▶ **TASK OBJECTIVE**:
Whenever a line in the following entries includes "stripped", tally it. Report nothing except the final count.

▶ **RECORDS PROVIDED**:
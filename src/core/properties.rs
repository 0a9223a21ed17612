//! Reader for flat `key=value` properties files
//!
//! Follows the `java.util.Properties` text format so existing
//! `logging.properties` files load unchanged:
//!
//! ```text
//! # comment
//! ! also a comment
//! logLevel = INFO
//! customLogFormatter: simple
//! logFilePath logs/app.log
//! multi = first \
//!         second
//! ```

use super::error::{LoggerError, Result};
use std::collections::BTreeMap;
use std::fs;
use std::path::Path;
use std::str::FromStr;

const BLANKS: [char; 3] = [' ', '\t', '\x0c'];

#[derive(Debug, Clone, Default, PartialEq, Eq)]
pub struct Properties {
    entries: BTreeMap<String, String>,
}

impl Properties {
    #[must_use]
    pub fn new() -> Self {
        Self::default()
    }

    /// Read and parse a properties file
    ///
    /// # Errors
    ///
    /// Returns an IO error if the file cannot be read and a parse error if
    /// it contains a malformed escape.
    pub fn load<P: AsRef<Path>>(path: P) -> Result<Self> {
        let path = path.as_ref();
        let text = fs::read_to_string(path).map_err(|e| {
            LoggerError::io_operation(
                "reading properties",
                format!("Failed to read '{}'", path.display()),
                e,
            )
        })?;
        Self::parse(&text)
    }

    /// Parse properties text
    ///
    /// Later duplicates of a key replace earlier ones.
    pub fn parse(text: &str) -> Result<Self> {
        let mut entries = BTreeMap::new();
        let mut lines = text.lines().enumerate();

        while let Some((idx, raw)) = lines.next() {
            let line_no = idx + 1;
            let trimmed = raw.trim_start_matches(BLANKS);
            if trimmed.is_empty() || trimmed.starts_with('#') || trimmed.starts_with('!') {
                continue;
            }

            let mut logical = trimmed.to_string();
            while ends_with_continuation(&logical) {
                logical.pop();
                match lines.next() {
                    Some((_, next)) => logical.push_str(next.trim_start_matches(BLANKS)),
                    None => break,
                }
            }

            let (key, value) = split_entry(&logical);
            entries.insert(unescape(key, line_no)?, unescape(value, line_no)?);
        }

        Ok(Self { entries })
    }

    #[must_use]
    pub fn get(&self, key: &str) -> Option<&str> {
        self.entries.get(key).map(String::as_str)
    }

    /// Value for `key`, or `default` when absent
    #[must_use]
    pub fn get_or<'a>(&'a self, key: &str, default: &'a str) -> &'a str {
        self.get(key).unwrap_or(default)
    }

    pub fn set(&mut self, key: impl Into<String>, value: impl Into<String>) {
        self.entries.insert(key.into(), value.into());
    }

    #[must_use]
    pub fn len(&self) -> usize {
        self.entries.len()
    }

    #[must_use]
    pub fn is_empty(&self) -> bool {
        self.entries.is_empty()
    }

    pub fn iter(&self) -> impl Iterator<Item = (&str, &str)> {
        self.entries.iter().map(|(k, v)| (k.as_str(), v.as_str()))
    }
}

impl FromStr for Properties {
    type Err = LoggerError;

    fn from_str(s: &str) -> Result<Self> {
        Self::parse(s)
    }
}

fn ends_with_continuation(line: &str) -> bool {
    line.chars().rev().take_while(|c| *c == '\\').count() % 2 == 1
}

/// Split a logical line at the first unescaped `=`, `:` or blank
fn split_entry(line: &str) -> (&str, &str) {
    let mut escaped = false;
    let mut key_end = line.len();
    for (i, c) in line.char_indices() {
        if escaped {
            escaped = false;
            continue;
        }
        match c {
            '\\' => escaped = true,
            '=' | ':' | ' ' | '\t' | '\x0c' => {
                key_end = i;
                break;
            }
            _ => {}
        }
    }

    let key = &line[..key_end];
    let mut rest = line[key_end..].trim_start_matches(BLANKS);
    if let Some(stripped) = rest.strip_prefix(['=', ':']) {
        rest = stripped.trim_start_matches(BLANKS);
    }
    (key, rest)
}

fn unescape(text: &str, line: usize) -> Result<String> {
    let mut out = String::with_capacity(text.len());
    let mut chars = text.chars();

    while let Some(c) = chars.next() {
        if c != '\\' {
            out.push(c);
            continue;
        }
        match chars.next() {
            Some('t') => out.push('\t'),
            Some('n') => out.push('\n'),
            Some('r') => out.push('\r'),
            Some('f') => out.push('\x0c'),
            Some('u') => out.push(unicode_escape(&mut chars, line)?),
            Some(other) => out.push(other),
            None => {}
        }
    }
    Ok(out)
}

fn code_unit(chars: &mut std::str::Chars<'_>, line: usize) -> Result<u16> {
    let hex: String = chars.take(4).collect();
    if hex.chars().count() != 4 {
        return Err(LoggerError::properties(line, "truncated \\uXXXX escape"));
    }
    u16::from_str_radix(&hex, 16)
        .map_err(|_| LoggerError::properties(line, format!("malformed \\u{} escape", hex)))
}

fn unicode_escape(chars: &mut std::str::Chars<'_>, line: usize) -> Result<char> {
    let high = code_unit(chars, line)?;
    let mut units = vec![high];
    if (0xD800..0xDC00).contains(&high) {
        if chars.next() != Some('\\') || chars.next() != Some('u') {
            return Err(LoggerError::properties(line, "unpaired surrogate escape"));
        }
        units.push(code_unit(chars, line)?);
    }
    char::decode_utf16(units)
        .next()
        .and_then(|decoded| decoded.ok())
        .ok_or_else(|| LoggerError::properties(line, "invalid unicode escape"))
}
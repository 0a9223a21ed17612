//! # customlog
//!
//! A small leveled logging library: `{}` placeholder messages, a pluggable
//! line formatter, and output to stderr or a size-rotated file that can be
//! redirected while other threads are logging.
//!
//! ## Features
//!
//! - **Leveled**: `DEBUG < INFO < WARN < ERROR`, with `ALL` and `OFF` thresholds
//! - **Cheap when off**: records below the threshold are dropped before
//!   any parameter is rendered
//! - **Rotating files**: bounded backups `app.log.1 .. app.log.N`
//! - **Properties config**: `logLevel`, `customLogFormatter`, `logFilePath`, ...
//!
//! ```no_run
//! use customlog::prelude::*;
//!
//! let logger = Logger::from_properties_file("config/logging.properties");
//! logger.info("started with {} workers", &[&4]);
//!
//! let err = std::io::Error::new(std::io::ErrorKind::Other, "disk full");
//! logger.error("flush failed for {}", Some(&err), &[&"orders"]);
//! ```

pub mod appenders;
pub mod core;
pub mod macros;

pub mod prelude {
    pub use crate::appenders::{ConsoleAppender, FileAppender, RotationPolicy};
    pub use crate::core::{
        Appender, ErrorReport, Filter, Formatter, FormatterRegistry, LevelFilter, LineFormatter,
        LogLevel, LogRecord, Logger, LoggerBuilder, LoggerConfig, LoggerError, Result,
        SimpleFormatter, TimestampFormat,
    };
}

pub use appenders::{ConsoleAppender, FileAppender, RotatingFileSink, RotationPolicy};
pub use core::{
    global, render_message, AcceptAll, Appender, ErrorReport, Filter, Formatter,
    FormatterRegistry, LevelFilter, LineFormatter, LogLevel, LogRecord, Logger, LoggerBuilder,
    LoggerConfig, LoggerError, Properties, Result, SimpleFormatter, TimestampFormat,
    DEFAULT_PROPERTIES_PATH,
};
/// Append-only log file with size-based rotation
///
/// # Examples
///
/// ```no_run
/// use customlog::appenders::{RotatingFileSink, RotationPolicy};
///
/// let mut sink = RotatingFileSink::open("logs/app.log", RotationPolicy::default()).unwrap();
/// sink.append("[2025-01-08 10:30:45.123] [INFO] started\n").unwrap();
/// sink.close().unwrap();
/// ```
pub struct RotatingFileSink {
    base_path: PathBuf,
    policy: RotationPolicy,
    writer: Option<BufWriter<File>>,
    current_size: u64,
    rotations: u64,
    closed: bool,
    #[cfg(feature = "file")]
    _lock: Option<LockFile>,
}

impl RotatingFileSink {
    /// Open (or create) the log file at `path`
    ///
    /// # Errors
    ///
    /// Returns an error if the policy is invalid, the directory or file
    /// cannot be created, or another sink already holds the file.
    pub fn open<P: AsRef<Path>>(path: P, policy: RotationPolicy) -> Result<Self> {
        policy.validate()?;
        let base_path = path.as_ref().to_path_buf();

        if let Some(parent) = base_path.parent() {
            if !parent.as_os_str().is_empty() {
                fs::create_dir_all(parent).map_err(|e| {
                    LoggerError::io_operation(
                        "create log directory",
                        format!("Failed to create directory '{}'", parent.display()),
                        e,
                    )
                })?;
            }
        }

        #[cfg(feature = "file")]
        let lock = LockFile::acquire(&base_path)?;

        let mut options = OpenOptions::new();
        options.create(true);
        if policy.append {
            options.append(true);
        } else {
            options.write(true).truncate(true);
        }
        let file = options.open(&base_path).map_err(|e| {
            LoggerError::file_appender(
                base_path.display().to_string(),
                format!("Failed to open: {}", e),
            )
        })?;

        let current_size = file
            .metadata()
            .map_err(|e| {
                LoggerError::file_appender(
                    base_path.display().to_string(),
                    format!("Cannot access file metadata: {}", e),
                )
            })?
            .len();

        Ok(Self {
            base_path,
            policy,
            writer: Some(BufWriter::new(file)),
            current_size,
            rotations: 0,
            closed: false,
            #[cfg(feature = "file")]
            _lock: Some(lock),
        })
    }

    /// Append one formatted line, rotating first if it would not fit
    ///
    /// The line is either written whole or not at all: when rotation fails
    /// the line is rejected with a rotation error and the current file keeps
    /// receiving later appends.
    pub fn append(&mut self, line: &str) -> Result<()> {
        if self.closed {
            return Err(LoggerError::writer(format!(
                "Sink for '{}' is closed",
                self.base_path.display()
            )));
        }

        let bytes = line.as_bytes();
        let incoming = bytes.len() as u64;
        if self.should_rotate(incoming) {
            self.rotate()?;
        }
        if self.writer.is_none() {
            self.reopen_current()?;
        }

        let writer = self
            .writer
            .as_mut()
            .ok_or_else(|| LoggerError::writer("Writer not initialized"))?;
        writer.write_all(bytes).map_err(|e| {
            LoggerError::file_appender(
                self.base_path.display().to_string(),
                format!("Failed to write log entry: {}", e),
            )
        })?;
        self.current_size += incoming;

        if !self.policy.buffered {
            self.flush()?;
        }
        Ok(())
    }

    pub fn flush(&mut self) -> Result<()> {
        if let Some(ref mut writer) = self.writer {
            writer.flush().map_err(|e| {
                LoggerError::file_appender(
                    self.base_path.display().to_string(),
                    format!("Failed to flush: {}", e),
                )
            })?;
        }
        Ok(())
    }

    /// Flush, release the file handle and the lock. Later appends fail.
    pub fn close(&mut self) -> Result<()> {
        let flushed = self.flush();
        self.writer = None;
        self.closed = true;
        #[cfg(feature = "file")]
        {
            self._lock = None;
        }
        flushed
    }

    /// Switch between buffered and write-through mode
    pub fn set_buffered(&mut self, buffered: bool) -> Result<()> {
        self.policy.buffered = buffered;
        if !buffered {
            self.flush()?;
        }
        Ok(())
    }

    fn should_rotate(&self, incoming: u64) -> bool {
        // An empty file always takes the line, even one larger than the limit.
        self.policy.max_bytes > 0
            && self.current_size > 0
            && self.current_size + incoming > self.policy.max_bytes
    }

    fn rotate(&mut self) -> Result<()> {
        if let Some(ref mut writer) = self.writer {
            writer.flush().map_err(|e| {
                LoggerError::file_rotation(
                    self.base_path.display().to_string(),
                    format!("Failed to flush before rotation: {}", e),
                )
            })?;
        }
        // The handle is released before renaming; Windows refuses to move open files.
        self.writer = None;

        if let Err(e) = self.shift_backups() {
            if let Err(reopen_err) = self.reopen_current() {
                eprintln!(
                    "[LOGGER ERROR] Failed to reopen '{}' after rotation failure: {}",
                    self.base_path.display(),
                    reopen_err
                );
            }
            return Err(e);
        }

        let file = OpenOptions::new()
            .create(true)
            .append(true)
            .open(&self.base_path)
            .map_err(|e| {
                LoggerError::file_rotation(
                    self.base_path.display().to_string(),
                    format!("Failed to create new log file: {}", e),
                )
            })?;

        self.writer = Some(BufWriter::new(file));
        self.current_size = 0;
        self.rotations += 1;
        Ok(())
    }

    fn shift_backups(&self) -> Result<()> {
        let oldest = self.backup_path(self.policy.max_backups);
        if oldest.exists() {
            fs::remove_file(&oldest).map_err(|e| {
                LoggerError::file_rotation(
                    oldest.display().to_string(),
                    format!("Failed to remove oldest backup: {}", e),
                )
            })?;
        }

        for i in (1..self.policy.max_backups).rev() {
            let from = self.backup_path(i);
            if from.exists() {
                let to = self.backup_path(i + 1);
                fs::rename(&from, &to).map_err(|e| {
                    LoggerError::file_rotation(
                        from.display().to_string(),
                        format!("Failed to rotate backup files: {}", e),
                    )
                })?;
            }
        }

        if self.base_path.exists() {
            fs::rename(&self.base_path, self.backup_path(1)).map_err(|e| {
                LoggerError::file_rotation(
                    self.base_path.display().to_string(),
                    format!("Failed to rotate current log file: {}", e),
                )
            })?;
        }
        Ok(())
    }

    fn reopen_current(&mut self) -> Result<()> {
        let file = OpenOptions::new()
            .create(true)
            .append(true)
            .open(&self.base_path)
            .map_err(|e| {
                LoggerError::file_appender(
                    self.base_path.display().to_string(),
                    format!("Failed to reopen: {}", e),
                )
            })?;
        self.current_size = file.metadata().map(|m| m.len()).unwrap_or(self.current_size);
        self.writer = Some(BufWriter::new(file));
        Ok(())
    }

    /// Path of the `index`-th backup (`<path>.<index>`)
    #[must_use]
    pub fn backup_path(&self, index: usize) -> PathBuf {
        let mut path = self.base_path.as_os_str().to_owned();
        path.push(format!(".{}", index));
        PathBuf::from(path)
    }

    /// Bytes written to the active file, including buffered ones
    #[must_use]
    pub fn current_size(&self) -> u64 {
        self.current_size
    }

    /// Rotations performed since the sink was opened
    #[must_use]
    pub fn rotation_count(&self) -> u64 {
        self.rotations
    }

    #[must_use]
    pub fn path(&self) -> &Path {
        &self.base_path
    }

    #[must_use]
    pub fn policy(&self) -> &RotationPolicy {
        &self.policy
    }

    #[must_use]
    pub fn is_open(&self) -> bool {
        !self.closed
    }
}
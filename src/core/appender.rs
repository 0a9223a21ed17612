//! Appender trait for log output destinations

use super::{error::Result, filter::Filter, formatter::Formatter, log_record::LogRecord};
use std::sync::Arc;

pub trait Appender: Send + Sync {
    fn append(&mut self, record: &LogRecord) -> Result<()>;
    fn flush(&mut self) -> Result<()>;
    fn name(&self) -> &str;

    /// Flush and release the underlying destination. Called once when the
    /// appender is detached from a logger.
    fn close(&mut self) -> Result<()> {
        self.flush()
    }

    fn set_formatter(&mut self, _formatter: Arc<dyn Formatter>) {}

    fn set_filter(&mut self, _filter: Arc<dyn Filter>) {}

    /// Switch write-through mode on destinations that buffer
    fn set_buffered(&mut self, _buffered: bool) -> Result<()> {
        Ok(())
    }
}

▶ **SOLUTION FOR THIS PROBLEM**:
2